» TASK DETAILS:
Show every line below where "Deserialize" can be found.

==========

//! Row-level change feeds
//!
//! A subscription names a channel and one or more [`ChangeFilter`]s. Matching
//! row changes arrive as [`ChangeEvent`]s on the returned
//! [`ChangeSubscription`]. Dropping (or calling `unsubscribe` on) the
//! subscription leaves the channel.

use serde::{Deserialize, Serialize};
use serde_json::Value;
use tokio::sync::mpsc;

use crate::query::{render_value, values_equal};

/// Kind of row change
#[derive(Debug, Clone, Copy, PartialEq, Eq, Hash, Serialize, Deserialize)]
pub enum ChangeKind {
    /// Row inserted
    #[serde(rename = "INSERT")]
    Insert,
    /// Row updated
    #[serde(rename = "UPDATE")]
    Update,
    /// Row deleted
    #[serde(rename = "DELETE")]
    Delete,
    /// Any of the above (filters only)
    #[serde(rename = "*")]
    All,
}

impl ChangeKind {
    /// Whether a filter on `self` accepts an event of `kind`
    #[inline]
    #[must_use]
    pub fn accepts(self, kind: ChangeKind) -> bool {
        self == ChangeKind::All || self == kind
    }
}

/// Subscription filter: table, event kind and optional row predicate
#[derive(Debug, Clone, PartialEq)]
pub struct ChangeFilter {
    /// Event kind to listen for
    pub event: ChangeKind,
    /// Database schema
    pub schema: String,
    /// Table name
    pub table: String,
    /// Optional `column = value` row predicate
    pub row: Option<(String, Value)>,
}

impl ChangeFilter {
    /// Listen for `event` on `table` in the `public` schema
    #[must_use]
    pub fn new(event: ChangeKind, table: impl Into<String>) -> Self {
        Self {
            event,
            schema: "public".to_string(),
            table: table.into(),
            row: None,
        }
    }

    /// Inserts into `table`
    #[inline]
    #[must_use]
    pub fn inserts(table: impl Into<String>) -> Self {
        Self::new(ChangeKind::Insert, table)
    }

    /// Any change on `table`
    #[inline]
    #[must_use]
    pub fn all(table: impl Into<String>) -> Self {
        Self::new(ChangeKind::All, table)
    }

    /// Only rows whose `column` equals `value`
    #[must_use]
    pub fn where_eq(mut self, column: impl Into<String>, value: impl Into<Value>) -> Self {
        self.row = Some((column.into(), value.into()));
        self
    }

    /// Wire form of the row predicate, e.g. `user_profile_id=eq.42`
    #[must_use]
    pub fn row_predicate(&self) -> Option<String> {
        self.row
            .as_ref()
            .map(|(column, value)| format!("{column}=eq.{}", render_value(value)))
    }

    /// Whether `event` passes this filter
    #[must_use]
    pub fn matches(&self, event: &ChangeEvent) -> bool {
        if !self.event.accepts(event.kind) || self.table != event.table || self.schema != event.schema
        {
            return false;
        }
        match &self.row {
            None => true,
            Some((column, expected)) => {
                let row = if event.kind == ChangeKind::Delete {
                    &event.old_record
                } else {
                    &event.record
                };
                row.get(column)
                    .is_some_and(|actual| values_equal(actual, expected))
            }
        }
    }
}

/// One row change delivered by a feed
#[derive(Debug, Clone, PartialEq, Serialize, Deserialize)]
pub struct ChangeEvent {
    /// What happened
    pub kind: ChangeKind,
    /// Schema of the changed table
    pub schema: String,
    /// Changed table
    pub table: String,
    /// New row (empty object for deletes)
    pub record: Value,
    /// Previous row, when the feed provides it
    pub old_record: Value,
    /// Commit timestamp reported by the feed
    pub commit_timestamp: Option<String>,
}

impl ChangeEvent {
    /// Create an event with no old record
    #[must_use]
    pub fn new(kind: ChangeKind, table: impl Into<String>, record: Value) -> Self {
        Self {
            kind,
            schema: "public".to_string(),
            table: table.into(),
            record,
            old_record: Value::Object(serde_json::Map::new()),
            commit_timestamp: None,
        }
    }

    /// With the previous row
    #[must_use]
    pub fn with_old_record(mut self, old_record: Value) -> Self {
        self.old_record = old_record;
        self
    }

    /// `id` of the new row (falls back to the old row for deletes)
    #[must_use]
    pub fn row_id(&self) -> Option<&Value> {
        self.record
            .get("id")
            .or_else(|| self.old_record.get("id"))
    }
}

/// Cleanup run when a subscription ends
type LeaveFn = Box<dyn FnOnce() + Send + Sync>;

/// A live subscription to a change feed
///
/// Leaves the channel when dropped.
pub struct ChangeSubscription {
    channel: String,
    events: mpsc::UnboundedReceiver<ChangeEvent>,
    on_leave: Option<LeaveFn>,
}

impl ChangeSubscription {
    /// Wrap a receiver and a leave callback
    #[must_use]
    pub fn new(
        channel: impl Into<String>,
        events: mpsc::UnboundedReceiver<ChangeEvent>,
        on_leave: impl FnOnce() + Send + Sync + 'static,
    ) -> Self {
        Self {
            channel: channel.into(),
            events,
            on_leave: Some(Box::new(on_leave)),
        }
    }

    /// Channel name
    #[inline]
    #[must_use]
    pub fn channel(&self) -> &str {
        &self.channel
    }

    /// Next event; `None` once the feed closed
    pub async fn recv(&mut self) -> Option<ChangeEvent> {
        self.events.recv().await
    }

    /// Leave the channel now
    pub fn unsubscribe(mut self) {
        self.leave();
    }

    fn leave(&mut self) {
        if let Some(on_leave) = self.on_leave.take() {
            tracing::debug!(channel = %self.channel, "leaving realtime channel");
            on_leave();
        }
    }
}

impl std::fmt::Debug for ChangeSubscription {
    fn fmt(&self, f: &mut std::fmt::Formatter<'_>) -> std::fmt::Result {
        f.debug_struct("ChangeSubscription")
            .field("channel", &self.channel)
            .field("active", &self.on_leave.is_some())
            .finish()
    }
}

impl Drop for ChangeSubscription {
    fn drop(&mut self) {
        self.leave();
    }
}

==========

» YOUR RESPONSE:
use serde::{Deserialize, Serialize};
#[derive(Debug, Clone, Copy, PartialEq, Eq, Hash, Serialize, Deserialize)]
#[derive(Debug, Clone, PartialEq, Serialize, Deserialize)]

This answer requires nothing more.